Not to mention, “A possible origin for the Other is provided by Human Nature, a 1995 Virgin New Adventures novel by Paul Cornell. In the novel, the Doctor transforms himself into John Smith, a human with only fragmentary memories of his past life. Smith writes a children’s story about an old man in Victorian England who invents a police box larger on the inside and capable of travel through time and space. Lonely, the man visits the planet Gallifrey, where he finds a primitive tribe. He tells the Gallifreyans about science and the arts, teaches them to travel time and space, and advises them on how to be as civilised and law-abiding as England. When they grow dull and officious, he invents a way for them to begin new lives upon death, and gives them second hearts in hopes of making them more joyful. When this fails, he steals a police box and flees back to Earth, deciding that being free is better than being in charge. Smith’s story was plotted by Cornell’s friend Steven Moffat; Cornell stated, “He’s always had some radical thoughts about Who, and it was good to be able to give expression to some of them.”

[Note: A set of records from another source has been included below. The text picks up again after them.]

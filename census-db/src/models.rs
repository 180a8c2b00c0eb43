//! Query result models.
//!
//! All structs derive `Serialize` so the CLI can emit them as JSON or CSV.

use serde::Serialize;

/// A province offered by the selector, with its district count.
#[derive(Debug, Clone, Serialize, PartialEq)]
pub struct ProvinceInfo {
    pub province: String,
    pub districts: u64,
}

/// Aggregate figures for one province.
///
/// Ratios only count districts where they are defined: growth uses
/// districts with a 1998 baseline, people per school uses districts that
/// have schools. Both are `None` when no district qualifies.
#[derive(Debug, Clone, Serialize, PartialEq)]
pub struct ProvinceSummary {
    pub province: String,
    pub districts: u64,
    pub population_2023: u64,
    pub population_1998: u64,
    pub growth_pct: Option<f64>,
    pub total_schools: u64,
    pub people_per_school: Option<f64>,
}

I genuinely wouldn’t put it past Moffat – who has also made past allusions to being a fan of the Doctor Who movies of the sixties where the Doctor is an Earthly scientist –  to have The Doctor use the bootstrap paradox to actually be the founder of Time-Lord society or something to that effect. Which would also in his world have the desired effect of shocking everyone senseless, granting him his typical self-adulation at how clever he is and to create more questions than he’s actually answered. He’s also effectively said as much in the sense that he shot himself in the foot with the fiftieth anniversary episode where he undid all of RTD’s good word in killing off Gallifrey. Not to mention, the series had failed to remotely explore the physical and emotional consequences of some genocidal lunatic roaming the galaxy, and the effect that would likely have on your personal relationships and how you interact with people. Actually, I have something of an inkling that no-one would want to interact you, let-alone the universe  holding regular Doctor vigils at his hour of need, in season finales. Although, this could yet again be further proof of the antipathy held by everyone towards the Time-Lords. I liked Eccleston’s Doctor, however maybes it’s just me, but I would’ve been more interested in an exploration of such genocide beyond: The Doctor is angry. What the fuck is he angry about? No-one asked him to kill billions of people. Followed by, Doctor is happy now because he met a girl from a council estate. All is redeemed. It was an arc that had massive potential but ultimately became one that was never utilised to its maximum potential, nor one the show has ever fully moved away, or developed beyond in nine seasons. The show seriously requires a new direction.